WHAT THE EXERCISE ASKS: What is the number of lines in the data that contain "between"? Respond with nothing else.

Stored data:
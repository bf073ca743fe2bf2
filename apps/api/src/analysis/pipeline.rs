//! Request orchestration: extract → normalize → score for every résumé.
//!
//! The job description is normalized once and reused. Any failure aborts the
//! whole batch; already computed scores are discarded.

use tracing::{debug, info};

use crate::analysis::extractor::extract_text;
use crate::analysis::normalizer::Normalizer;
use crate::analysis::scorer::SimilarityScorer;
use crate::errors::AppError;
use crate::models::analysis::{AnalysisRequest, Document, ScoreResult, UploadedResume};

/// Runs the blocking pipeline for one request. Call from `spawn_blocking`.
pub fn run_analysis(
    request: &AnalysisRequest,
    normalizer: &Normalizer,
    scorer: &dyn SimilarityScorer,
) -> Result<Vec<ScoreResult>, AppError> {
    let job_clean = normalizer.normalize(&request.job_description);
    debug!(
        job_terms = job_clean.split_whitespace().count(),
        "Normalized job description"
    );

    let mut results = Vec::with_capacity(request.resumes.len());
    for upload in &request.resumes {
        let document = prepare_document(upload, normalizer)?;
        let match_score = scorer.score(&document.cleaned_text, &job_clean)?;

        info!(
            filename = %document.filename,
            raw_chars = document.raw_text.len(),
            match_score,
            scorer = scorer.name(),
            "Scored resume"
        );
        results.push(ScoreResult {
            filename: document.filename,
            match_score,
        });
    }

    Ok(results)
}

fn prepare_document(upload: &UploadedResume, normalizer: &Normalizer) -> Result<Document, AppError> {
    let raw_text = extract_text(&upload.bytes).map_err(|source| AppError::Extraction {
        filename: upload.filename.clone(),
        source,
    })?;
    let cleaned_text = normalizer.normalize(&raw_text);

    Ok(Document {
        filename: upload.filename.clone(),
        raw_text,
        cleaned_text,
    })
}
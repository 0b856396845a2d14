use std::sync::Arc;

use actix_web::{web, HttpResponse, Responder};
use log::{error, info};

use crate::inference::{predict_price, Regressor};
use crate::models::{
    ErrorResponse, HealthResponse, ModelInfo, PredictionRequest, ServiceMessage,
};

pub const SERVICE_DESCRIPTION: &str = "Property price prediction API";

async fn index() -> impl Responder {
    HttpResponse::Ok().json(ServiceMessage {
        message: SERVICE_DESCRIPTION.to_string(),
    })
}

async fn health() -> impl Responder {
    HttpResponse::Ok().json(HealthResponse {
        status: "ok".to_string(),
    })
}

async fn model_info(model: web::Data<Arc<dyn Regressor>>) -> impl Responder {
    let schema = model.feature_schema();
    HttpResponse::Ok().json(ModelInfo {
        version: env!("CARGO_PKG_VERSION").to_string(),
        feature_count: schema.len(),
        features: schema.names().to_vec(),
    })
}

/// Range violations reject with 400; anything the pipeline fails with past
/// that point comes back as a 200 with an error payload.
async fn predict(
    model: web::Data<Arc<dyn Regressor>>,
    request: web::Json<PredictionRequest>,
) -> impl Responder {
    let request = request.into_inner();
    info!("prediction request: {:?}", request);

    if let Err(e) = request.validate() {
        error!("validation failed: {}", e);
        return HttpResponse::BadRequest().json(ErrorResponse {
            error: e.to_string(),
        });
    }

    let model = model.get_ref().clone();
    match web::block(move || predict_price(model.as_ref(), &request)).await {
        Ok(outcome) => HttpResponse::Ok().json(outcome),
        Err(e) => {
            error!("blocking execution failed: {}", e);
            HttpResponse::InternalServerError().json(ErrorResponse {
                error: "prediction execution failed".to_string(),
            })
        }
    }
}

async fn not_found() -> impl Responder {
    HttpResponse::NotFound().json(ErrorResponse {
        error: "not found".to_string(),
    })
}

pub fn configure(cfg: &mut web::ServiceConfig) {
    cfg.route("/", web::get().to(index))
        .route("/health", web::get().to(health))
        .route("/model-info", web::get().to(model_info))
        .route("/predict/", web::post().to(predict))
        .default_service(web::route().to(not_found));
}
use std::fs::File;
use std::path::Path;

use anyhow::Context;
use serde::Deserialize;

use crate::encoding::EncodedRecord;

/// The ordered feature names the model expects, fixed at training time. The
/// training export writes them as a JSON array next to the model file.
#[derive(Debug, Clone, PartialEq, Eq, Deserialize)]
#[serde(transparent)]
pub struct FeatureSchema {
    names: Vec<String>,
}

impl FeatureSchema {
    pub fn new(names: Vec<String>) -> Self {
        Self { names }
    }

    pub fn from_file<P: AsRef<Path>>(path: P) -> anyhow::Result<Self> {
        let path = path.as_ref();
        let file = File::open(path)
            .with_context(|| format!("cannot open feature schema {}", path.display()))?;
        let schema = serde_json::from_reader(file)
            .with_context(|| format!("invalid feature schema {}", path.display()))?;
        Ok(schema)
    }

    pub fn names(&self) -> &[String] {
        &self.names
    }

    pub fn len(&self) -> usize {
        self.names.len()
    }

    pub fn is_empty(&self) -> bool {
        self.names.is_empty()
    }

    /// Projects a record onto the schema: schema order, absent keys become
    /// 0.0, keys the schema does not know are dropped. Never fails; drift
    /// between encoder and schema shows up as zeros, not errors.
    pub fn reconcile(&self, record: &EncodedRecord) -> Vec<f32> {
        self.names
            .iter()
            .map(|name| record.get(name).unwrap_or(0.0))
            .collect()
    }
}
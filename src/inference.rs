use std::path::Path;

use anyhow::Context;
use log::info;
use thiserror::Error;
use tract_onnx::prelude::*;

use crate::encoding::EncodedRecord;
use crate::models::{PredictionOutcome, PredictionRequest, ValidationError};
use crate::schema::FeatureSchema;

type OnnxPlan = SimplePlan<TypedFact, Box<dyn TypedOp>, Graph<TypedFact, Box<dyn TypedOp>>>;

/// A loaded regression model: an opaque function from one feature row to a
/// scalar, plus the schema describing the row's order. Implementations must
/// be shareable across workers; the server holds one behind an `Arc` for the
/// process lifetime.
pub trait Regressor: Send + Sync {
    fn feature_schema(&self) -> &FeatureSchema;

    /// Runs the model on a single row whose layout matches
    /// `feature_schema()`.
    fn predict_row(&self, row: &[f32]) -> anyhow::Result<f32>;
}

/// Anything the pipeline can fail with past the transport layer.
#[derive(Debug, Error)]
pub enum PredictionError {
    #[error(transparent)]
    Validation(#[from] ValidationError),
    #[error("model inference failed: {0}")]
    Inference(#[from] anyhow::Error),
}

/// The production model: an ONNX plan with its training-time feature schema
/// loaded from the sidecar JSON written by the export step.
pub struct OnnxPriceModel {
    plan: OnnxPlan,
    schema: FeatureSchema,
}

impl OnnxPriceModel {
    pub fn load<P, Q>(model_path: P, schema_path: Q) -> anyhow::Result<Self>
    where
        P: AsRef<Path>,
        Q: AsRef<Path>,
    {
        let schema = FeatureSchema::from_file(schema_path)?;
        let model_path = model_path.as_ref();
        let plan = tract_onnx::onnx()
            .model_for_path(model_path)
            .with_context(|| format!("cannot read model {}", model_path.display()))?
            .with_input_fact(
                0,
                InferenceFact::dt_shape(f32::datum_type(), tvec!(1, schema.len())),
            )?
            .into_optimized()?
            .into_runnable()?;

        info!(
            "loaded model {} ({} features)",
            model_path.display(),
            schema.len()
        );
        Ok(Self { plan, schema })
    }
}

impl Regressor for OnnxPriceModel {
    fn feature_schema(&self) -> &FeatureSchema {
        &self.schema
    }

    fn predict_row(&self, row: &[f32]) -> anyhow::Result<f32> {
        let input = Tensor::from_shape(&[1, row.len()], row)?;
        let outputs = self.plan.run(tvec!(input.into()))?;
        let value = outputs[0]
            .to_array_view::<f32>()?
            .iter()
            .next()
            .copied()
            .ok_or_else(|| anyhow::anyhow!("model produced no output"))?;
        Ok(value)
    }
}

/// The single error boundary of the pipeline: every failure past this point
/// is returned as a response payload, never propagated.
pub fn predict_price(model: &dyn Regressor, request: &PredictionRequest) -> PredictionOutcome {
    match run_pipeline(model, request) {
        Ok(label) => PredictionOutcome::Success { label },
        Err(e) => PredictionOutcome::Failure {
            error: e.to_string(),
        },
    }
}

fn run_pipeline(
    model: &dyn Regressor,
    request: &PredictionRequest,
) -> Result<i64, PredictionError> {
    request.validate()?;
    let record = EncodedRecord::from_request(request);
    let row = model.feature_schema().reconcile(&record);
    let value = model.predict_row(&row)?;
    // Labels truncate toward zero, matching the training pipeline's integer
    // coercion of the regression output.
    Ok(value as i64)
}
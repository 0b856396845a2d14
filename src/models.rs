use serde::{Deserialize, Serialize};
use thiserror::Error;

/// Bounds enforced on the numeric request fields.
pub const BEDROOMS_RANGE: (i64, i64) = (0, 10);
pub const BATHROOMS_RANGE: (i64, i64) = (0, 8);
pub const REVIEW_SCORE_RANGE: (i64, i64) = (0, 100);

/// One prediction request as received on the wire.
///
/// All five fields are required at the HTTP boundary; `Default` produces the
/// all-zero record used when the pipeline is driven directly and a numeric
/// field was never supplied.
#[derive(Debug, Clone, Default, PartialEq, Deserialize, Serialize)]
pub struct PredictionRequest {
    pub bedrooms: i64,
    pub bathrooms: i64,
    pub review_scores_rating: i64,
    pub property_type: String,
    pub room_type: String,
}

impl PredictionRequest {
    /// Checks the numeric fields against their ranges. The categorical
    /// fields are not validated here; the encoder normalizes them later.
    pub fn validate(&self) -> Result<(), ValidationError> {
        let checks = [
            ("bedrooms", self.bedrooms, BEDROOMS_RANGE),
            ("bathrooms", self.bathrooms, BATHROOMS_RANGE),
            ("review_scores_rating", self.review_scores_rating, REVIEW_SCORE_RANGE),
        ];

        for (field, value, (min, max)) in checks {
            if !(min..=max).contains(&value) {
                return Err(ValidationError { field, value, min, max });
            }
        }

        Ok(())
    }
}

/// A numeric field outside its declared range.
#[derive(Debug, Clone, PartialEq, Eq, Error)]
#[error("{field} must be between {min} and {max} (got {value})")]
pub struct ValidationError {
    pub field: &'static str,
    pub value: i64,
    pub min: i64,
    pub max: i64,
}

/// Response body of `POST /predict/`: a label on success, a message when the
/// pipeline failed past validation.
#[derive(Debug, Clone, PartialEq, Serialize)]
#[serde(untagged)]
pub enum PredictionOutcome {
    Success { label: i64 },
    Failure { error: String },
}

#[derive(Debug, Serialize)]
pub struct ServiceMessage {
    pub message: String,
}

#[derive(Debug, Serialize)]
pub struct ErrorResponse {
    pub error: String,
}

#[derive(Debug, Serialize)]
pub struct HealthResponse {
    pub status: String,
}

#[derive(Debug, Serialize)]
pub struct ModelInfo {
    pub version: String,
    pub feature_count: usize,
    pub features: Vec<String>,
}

OUTPUT OF THE TASK: 2